======== Material for this exercise ========

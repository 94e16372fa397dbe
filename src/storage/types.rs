//! Results returned by the storage tools

use serde::{Serialize, Serializer};

/// Outcome of a successful upload
#[derive(Debug, Clone, PartialEq, Eq, Serialize)]
pub struct UploadResult {
    #[serde(rename = "file_key")]
    pub key: String,
    pub status: String,
    pub message: String,
    #[serde(rename = "s3_location")]
    pub location: String,
}

/// Metadata of an object that exists
#[derive(Debug, Clone, PartialEq, Eq)]
pub struct ObjectInfo {
    pub key: String,
    pub size_bytes: u64,
    pub content_type: Option<String>,
    /// ISO-8601 timestamp
    pub last_modified: Option<String>,
}

/// Answer to "what is stored under this key?"
#[derive(Debug, Clone, PartialEq, Eq)]
pub enum FileInfo {
    Found(ObjectInfo),
    NotFound { key: String },
}

impl FileInfo {
    pub fn key(&self) -> &str {
        match self {
            FileInfo::Found(info) => &info.key,
            FileInfo::NotFound { key } => key,
        }
    }

    pub fn exists(&self) -> bool {
        matches!(self, FileInfo::Found(_))
    }
}

/// Flat wire shape shared by both variants
#[derive(Serialize)]
struct FileInfoRecord<'a> {
    file_key: &'a str,
    exists: bool,
    #[serde(skip_serializing_if = "Option::is_none")]
    size_bytes: Option<u64>,
    #[serde(skip_serializing_if = "Option::is_none")]
    content_type: Option<&'a str>,
    #[serde(skip_serializing_if = "Option::is_none")]
    last_modified: Option<&'a str>,
    #[serde(skip_serializing_if = "Option::is_none")]
    error: Option<&'a str>,
}

impl Serialize for FileInfo {
    fn serialize<S: Serializer>(&self, serializer: S) -> Result<S::Ok, S::Error> {
        let record = match self {
            FileInfo::Found(info) => FileInfoRecord {
                file_key: &info.key,
                exists: true,
                size_bytes: Some(info.size_bytes),
                content_type: info.content_type.as_deref(),
                last_modified: info.last_modified.as_deref(),
                error: None,
            },
            FileInfo::NotFound { key } => FileInfoRecord {
                file_key: key,
                exists: false,
                size_bytes: None,
                content_type: None,
                last_modified: None,
                error: Some("File not found"),
            },
        };
        record.serialize(serializer)
    }
}

/// Outcome of a successful download
#[derive(Debug, Clone, PartialEq, Eq, Serialize)]
pub struct DownloadResult {
    #[serde(rename = "file_key")]
    pub key: String,
    pub destination_path: String,
    pub size_bytes: u64,
    pub status: String,
    pub message: String,
}
use std::path::{Path, PathBuf};

/// Where the mods should go.
#[derive(Debug, Clone, Default, PartialEq, Eq)]
pub enum ModsLocation {
    /// `.minecraft/mods` following the platform's conventions.
    #[default]
    Platform,
    Custom(PathBuf),
}

impl ModsLocation {
    pub fn from_override(path: Option<PathBuf>) -> Self {
        path.map_or(Self::Platform, Self::Custom)
    }

    pub fn resolve(&self) -> Option<PathBuf> {
        match self {
            ModsLocation::Platform => minecraft_dir().map(|dir| mods_dir(&dir)),
            ModsLocation::Custom(path) => Some(path.clone()),
        }
    }
}

pub fn mods_dir(minecraft_dir: &Path) -> PathBuf {
    minecraft_dir.join("mods")
}

/// `%APPDATA%\.minecraft`
#[cfg(target_os = "windows")]
pub fn minecraft_dir() -> Option<PathBuf> {
    minecraft_dir_in(dirs::data_dir())
}

/// `~/Library/Application Support/minecraft`
#[cfg(target_os = "macos")]
pub fn minecraft_dir() -> Option<PathBuf> {
    minecraft_dir_in(dirs::data_dir())
}

/// `~/.minecraft`
#[cfg(not(any(target_os = "windows", target_os = "macos")))]
pub fn minecraft_dir() -> Option<PathBuf> {
    minecraft_dir_in(dirs::home_dir())
}

fn minecraft_dir_in(base: Option<PathBuf>) -> Option<PathBuf> {
    #[cfg(target_os = "macos")]
    const NAME: &str = "minecraft";
    #[cfg(not(target_os = "macos"))]
    const NAME: &str = ".minecraft";

    base.filter(|base| !base.as_os_str().is_empty()).map(|base| base.join(NAME))
}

========

- What you are asked to do:
All lines of the data above must be returned exactly.

- Exercise result:
repository 94e16372fa397dbe
filename src/storage/types.rs
//! Results returned by the storage tools

use serde::{Serialize, Serializer};

/// Outcome of a successful upload
#[derive(Debug, Clone, PartialEq, Eq, Serialize)]
pub struct UploadResult {
    #[serde(rename = "file_key")]
    pub key: String,
    pub status: String,
    pub message: String,
    #[serde(rename = "s3_location")]
    pub location: String,
}

/// Metadata of an object that exists
#[derive(Debug, Clone, PartialEq, Eq)]
pub struct ObjectInfo {
    pub key: String,
    pub size_bytes: u64,
    pub content_type: Option<String>,
    /// ISO-8601 timestamp
    pub last_modified: Option<String>,
}

/// Answer to "what is stored under this key?"
#[derive(Debug, Clone, PartialEq, Eq)]
pub enum FileInfo {
    Found(ObjectInfo),
    NotFound { key: String },
}

impl FileInfo {
    pub fn key(&self) -> &str {
        match self {
            FileInfo::Found(info) => &info.key,
            FileInfo::NotFound { key } => key,
        }
    }

    pub fn exists(&self) -> bool {
        matches!(self, FileInfo::Found(_))
    }
}

/// Flat wire shape shared by both variants
#[derive(Serialize)]
struct FileInfoRecord<'a> {
    file_key: &'a str,
    exists: bool,
    #[serde(skip_serializing_if = "Option::is_none")]
    size_bytes: Option<u64>,
    #[serde(skip_serializing_if = "Option::is_none")]
    content_type: Option<&'a str>,
    #[serde(skip_serializing_if = "Option::is_none")]
    last_modified: Option<&'a str>,
    #[serde(skip_serializing_if = "Option::is_none")]
    error: Option<&'a str>,
}

impl Serialize for FileInfo {
    fn serialize<S: Serializer>(&self, serializer: S) -> Result<S::Ok, S::Error> {
        let record = match self {
            FileInfo::Found(info) => FileInfoRecord {
                file_key: &info.key,
                exists: true,
                size_bytes: Some(info.size_bytes),
                content_type: info.content_type.as_deref(),
                last_modified: info.last_modified.as_deref(),
                error: None,
            },
            FileInfo::NotFound { key } => FileInfoRecord {
                file_key: key,
                exists: false,
                size_bytes: None,
                content_type: None,
                last_modified: None,
                error: Some("File not found"),
            },
        };
        record.serialize(serializer)
    }
}

/// Outcome of a successful download
#[derive(Debug, Clone, PartialEq, Eq, Serialize)]
pub struct DownloadResult {
    #[serde(rename = "file_key")]
    pub key: String,
    pub destination_path: String,
    pub size_bytes: u64,
    pub status: String,
    pub message: String,
}
use std::path::{Path, PathBuf};

/// Where the mods should go.
#[derive(Debug, Clone, Default, PartialEq, Eq)]
pub enum ModsLocation {
    /// `.minecraft/mods` following the platform's conventions.
    #[default]
    Platform,
    Custom(PathBuf),
}

impl ModsLocation {
    pub fn from_override(path: Option<PathBuf>) -> Self {
        path.map_or(Self::Platform, Self::Custom)
    }

    pub fn resolve(&self) -> Option<PathBuf> {
        match self {
            ModsLocation::Platform => minecraft_dir().map(|dir| mods_dir(&dir)),
            ModsLocation::Custom(path) => Some(path.clone()),
        }
    }
}

pub fn mods_dir(minecraft_dir: &Path) -> PathBuf {
    minecraft_dir.join("mods")
}

/// `%APPDATA%\.minecraft`
#[cfg(target_os = "windows")]
pub fn minecraft_dir() -> Option<PathBuf> {
    minecraft_dir_in(dirs::data_dir())
}

/// `~/Library/Application Support/minecraft`
#[cfg(target_os = "macos")]
pub fn minecraft_dir() -> Option<PathBuf> {
    minecraft_dir_in(dirs::data_dir())
}

/// `~/.minecraft`
#[cfg(not(any(target_os = "windows", target_os = "macos")))]
pub fn minecraft_dir() -> Option<PathBuf> {
    minecraft_dir_in(dirs::home_dir())
}

fn minecraft_dir_in(base: Option<PathBuf>) -> Option<PathBuf> {
    #[cfg(target_os = "macos")]
    const NAME: &str = "minecraft";
    #[cfg(not(target_os = "macos"))]
    const NAME: &str = ".minecraft";

    base.filter(|base| !base.as_os_str().is_empty()).map(|base| base.join(NAME))
}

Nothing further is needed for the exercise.